Endocannabinoids and cannabinoid analogues block cardiac hKv1.5 channels in a cannabinoid receptor-independent manner.

AIMS

Endocannabinoids are synthesized from lipid precursors at the plasma membranes of virtually all cell types, including cardiac myocytes. Endocannabinoids can modulate neuronal and vascular ion channels through receptor-independent actions; however, their effects on cardiac K(+) channels are unknown. This study was undertaken to determine the receptor-independent effects of endocannabinoids such as anandamide (N-arachidonoylethanolamine, AEA), 2-arachidonoylglycerol (2-AG), and endocannabinoid-related compounds such as N-palmitoylethanolamine (PEA), N-oleoylethanolamine (OEA), the endogenous lipid lysophosphatidylinositol (LPI), and the fatty acids from which some of these compounds are endogenously synthesized, on human cardiac Kv1.5 channels, which generate the ultrarapid delayed rectifier current (I(Kur)).

METHODS AND RESULTS

hKv1.5 currents (I(hKv1.5)) were recorded in mouse fibroblasts (Ltk(-) cells) by using the whole-cell patch-clamp technique. Most of these compounds inhibited I(hKv1.5) in a concentration-dependent manner, the potency being determined by the number of C atoms in the fatty acyl chain. Indeed, AEA and 2-AG, which are arachidonic acid (20:4) derivatives, exhibited the highest potency (IC(50) approximately 0.9-2.5 microM), whereas PEA, a palmitic acid (PA-16:0) derivative, exhibited the lowest potency. The inhibition was independent of cannabinoid receptor engagement and of changes in the order and microviscosity of the membrane.
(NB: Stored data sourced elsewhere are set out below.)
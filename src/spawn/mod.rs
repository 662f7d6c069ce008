//! Host spawning interface
//!
//! The generator never creates scene objects itself. It asks a [`Spawner`]
//! to instantiate archetypes and keeps the handles it gets back.

pub mod arena;

pub use arena::{InstanceArena, SpawnedInstance};

use serde::{Deserialize, Serialize};

use crate::config::ArchetypeId;
use crate::error::SpawnError;
use crate::world::{Rotation, Vec3};

/// Opaque reference to something the host spawned
#[derive(Debug, Clone, Copy, PartialEq, Eq, Hash, PartialOrd, Ord, Serialize, Deserialize)]
pub struct InstanceHandle(pub u64);

/// What a host has to provide to receive a dungeon
pub trait Spawner {
    /// Instantiate an archetype at a world position
    fn spawn_instance(
        &mut self,
        archetype: &ArchetypeId,
        position: Vec3,
        rotation: Rotation,
    ) -> Result<InstanceHandle, SpawnError>;

    /// Remove instances; unknown handles are ignored
    fn destroy_all(&mut self, handles: &[InstanceHandle]);

    /// Whether anything already occupies a box
    fn query_occupied_volume(&self, _center: Vec3, _half_extents: Vec3, _rotation: Rotation) -> bool {
        false
    }
}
Furthermore, blockade induced by AEA and 2-AG was abolished upon mutation of the R487 residue, which determines the external tetraethylammonium sensitivity and is located in the external entryway of the pore. AEA significantly prolonged the duration of action potentials (APs) recorded in mouse left atria.

CONCLUSION

These results indicate that endocannabinoids block human cardiac Kv1.5 channels by interacting with an extracellular binding site, a mechanism by which these compounds regulate atrial AP shape.